▶ _What to work on_
Lines holding the string "AddRegion" are the ones to copy from this listing.

▶ _Data to process_
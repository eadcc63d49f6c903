//! Per-kind request handlers.
//!
//! A handler reads the request and the local catalog, works out which
//! source regions the request touches, and returns the region-scoped tasks
//! plus what the aggregator must do once every region succeeded.

use std::collections::{BTreeMap, BTreeSet};

use tracing::debug;

use regionsync_core::{RegionId, region_key};
use regionsync_state::{LifecycleRequest, RequestKind, RequestPayload, StateStore, TableMetadata};
use regionsync_xlate::RegionIdMapping;

use crate::aggregator::Completion;
use crate::error::{EngineError, EngineResult};

#[derive(Debug, Clone, Copy, PartialEq, Eq, Hash)]
pub enum TableAction {
    /// Start streaming the tables from the region.
    Add,
    /// Stop streaming the tables from the region.
    Remove,
    /// Apply a schema change to tables already streaming.
    Evolve,
}

/// Work for one source region's worker.
#[derive(Debug, Clone, PartialEq, Eq)]
pub struct RegionTask {
    pub region: String,
    pub action: TableAction,
    pub tables: Vec<TableMetadata>,
}

#[derive(Debug, Clone, PartialEq)]
pub enum Work {
    Tables(Vec<RegionTask>),
    AddRegion(String),
    RemoveRegion(String),
}

#[derive(Debug, Clone, PartialEq)]
pub struct Plan {
    pub kind: RequestKind,
    pub work: Work,
    pub completion: Completion,
}

impl Plan {
    /// Regions the aggregator waits for.
    pub fn expected_regions(&self) -> BTreeSet<String> {
        match &self.work {
            Work::Tables(tasks) => tasks.iter().map(|t| t.region.clone()).collect(),
            Work::AddRegion(region) | Work::RemoveRegion(region) => BTreeSet::from([region.clone()]),
        }
    }
}

#[derive(Debug, Clone, PartialEq)]
pub enum Planned {
    Work(Plan),
    /// The request cannot be carried out; post this failure reason.
    Rejected(String),
    Shutdown,
}

/// Expand `request` against the local catalog.
///
/// `sources` maps each configured source region's key to its name.
pub fn plan_request(
    request: &LifecycleRequest,
    store: &StateStore,
    local: &RegionIdMapping,
    sources: &BTreeMap<String, String>,
) -> EngineResult<Planned> {
    let kind = request.kind();
    let planner = Planner {
        request,
        store,
        local,
        sources,
    };
    let planned = match &request.payload {
        RequestPayload::CreateTable { table } => planner.create(kind, table.clone())?,
        RequestPayload::CreateChildTable { table } => planner.create_child(table)?,
        RequestPayload::UpdateTable { table } => planner.update(table)?,
        RequestPayload::DropTable { table } => planner.drop_table(table)?,
        RequestPayload::DropChildTable { table } => planner.drop_child(table)?,
        RequestPayload::AddRegion { region } => planner.add_region(region)?,
        RequestPayload::RemoveRegion { region } => planner.remove_region(region),
        RequestPayload::Shutdown => Planned::Shutdown,
    };
    debug!(request_id = request.id, %kind, ?planned, "request planned");
    Ok(planned)
}

struct Planner<'a> {
    request: &'a LifecycleRequest,
    store: &'a StateStore,
    local: &'a RegionIdMapping,
    sources: &'a BTreeMap<String, String>,
}

impl Planner<'_> {
    /// Configured name of every region in `ids`.
    fn region_names(&self, ids: &BTreeSet<RegionId>) -> EngineResult<BTreeSet<String>> {
        let mut names = BTreeSet::new();
        for id in ids {
            let Some(name) = self.local.name_for(*id)? else {
                return Err(EngineError::UnknownRegion {
                    request_id: self.request.id,
                    region: format!("id {id}"),
                });
            };
            let Some(configured) = self.sources.get(&region_key(&name)) else {
                return Err(EngineError::UnknownRegion {
                    request_id: self.request.id,
                    region: name,
                });
            };
            names.insert(configured.clone());
        }
        Ok(names)
    }

    fn tasks(
        regions: impl IntoIterator<Item = String>,
        action: TableAction,
        tables: &[TableMetadata],
    ) -> Vec<RegionTask> {
        regions
            .into_iter()
            .map(|region| RegionTask {
                region,
                action,
                tables: tables.to_vec(),
            })
            .collect()
    }

    fn create(&self, kind: RequestKind, table: TableMetadata) -> EngineResult<Planned> {
        let regions = self.region_names(&table.regions)?;
        Ok(Planned::Work(Plan {
            kind,
            work: Work::Tables(Self::tasks(regions, TableAction::Add, std::slice::from_ref(&table))),
            completion: Completion::UpsertTable {
                table,
                removed_sources: Vec::new(),
            },
        }))
    }

    fn create_child(&self, table: &TableMetadata) -> EngineResult<Planned> {
        let Some(parent_name) = table.parent.as_deref() else {
            return Ok(Planned::Rejected(format!("table {} has no parent", table.name)));
        };
        let Some(parent) = self.store.get_table(parent_name)? else {
            return Ok(Planned::Rejected(format!(
                "parent table {parent_name} of {} does not exist",
                table.name
            )));
        };
        let mut child = table.clone();
        if child.regions.is_empty() {
            child.regions = parent.regions.clone();
        }
        self.create(RequestKind::CreateChildTable, child)
    }

    fn update(&self, table: &TableMetadata) -> EngineResult<Planned> {
        let Some(current) = self.store.get_table(&table.name)? else {
            return self.create(RequestKind::UpdateTable, table.clone());
        };

        let before = self.region_names(&current.regions)?;
        let after = self.region_names(&table.regions)?;
        let removed: Vec<String> = before.difference(&after).cloned().collect();
        let added: Vec<String> = after.difference(&before).cloned().collect();

        let mut tasks = Self::tasks(removed.clone(), TableAction::Remove, std::slice::from_ref(&current));
        tasks.extend(Self::tasks(added, TableAction::Add, std::slice::from_ref(table)));
        if table.schema_version != current.schema_version {
            let kept = before.intersection(&after).cloned();
            tasks.extend(Self::tasks(kept, TableAction::Evolve, std::slice::from_ref(table)));
        }

        Ok(Planned::Work(Plan {
            kind: RequestKind::UpdateTable,
            work: Work::Tables(tasks),
            completion: Completion::UpsertTable {
                table: table.clone(),
                removed_sources: removed,
            },
        }))
    }

    fn drop_table(&self, table: &TableMetadata) -> EngineResult<Planned> {
        let root = self.store.get_table(&table.name)?.unwrap_or_else(|| table.clone());
        let mut affected = vec![root.clone()];
        affected.extend(
            self.store
                .list_tables()?
                .into_iter()
                .filter(|t| t.parent.as_deref() == Some(root.name.as_str())),
        );

        let mut ids = BTreeSet::new();
        for t in &affected {
            ids.extend(t.regions.iter().copied());
        }
        let regions = self.region_names(&ids)?;
        let names = affected.iter().map(|t| t.name.clone()).collect();
        Ok(Planned::Work(Plan {
            kind: RequestKind::DropTable,
            work: Work::Tables(Self::tasks(regions, TableAction::Remove, &affected)),
            completion: Completion::DropTables { tables: names },
        }))
    }

    fn drop_child(&self, table: &TableMetadata) -> EngineResult<Planned> {
        let child = self.store.get_table(&table.name)?.unwrap_or_else(|| table.clone());
        let regions = self.region_names(&child.regions)?;
        Ok(Planned::Work(Plan {
            kind: RequestKind::DropChildTable,
            work: Work::Tables(Self::tasks(regions, TableAction::Remove, std::slice::from_ref(&child))),
            completion: Completion::DropTables {
                tables: vec![child.name.clone()],
            },
        }))
    }

    fn add_region(&self, region: &str) -> EngineResult<Planned> {
        let Some(name) = self.sources.get(&region_key(region)) else {
            return Err(EngineError::UnknownRegion {
                request_id: self.request.id,
                region: region.to_string(),
            });
        };
        let id = self.store.register_region(name)?;
        debug!(region = %name, id, "region registered locally");
        Ok(Planned::Work(Plan {
            kind: RequestKind::AddRegion,
            work: Work::AddRegion(name.clone()),
            completion: Completion::RegionAdded {
                region: name.clone(),
            },
        }))
    }

    fn remove_region(&self, region: &str) -> Planned {
        let name = self
            .sources
            .get(&region_key(region))
            .cloned()
            .unwrap_or_else(|| region.to_string());
        Planned::Work(Plan {
            kind: RequestKind::RemoveRegion,
            work: Work::RemoveRegion(name.clone()),
            completion: Completion::RegionRemoved { region: name },
        })
    }
}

▶ _Exercise result_
    AddRegion(String),
            Work::AddRegion(region) | Work::RemoveRegion(region) => BTreeSet::from([region.clone()]),
        RequestPayload::AddRegion { region } => planner.add_region(region)?,
            kind: RequestKind::AddRegion,
            work: Work::AddRegion(name.clone()),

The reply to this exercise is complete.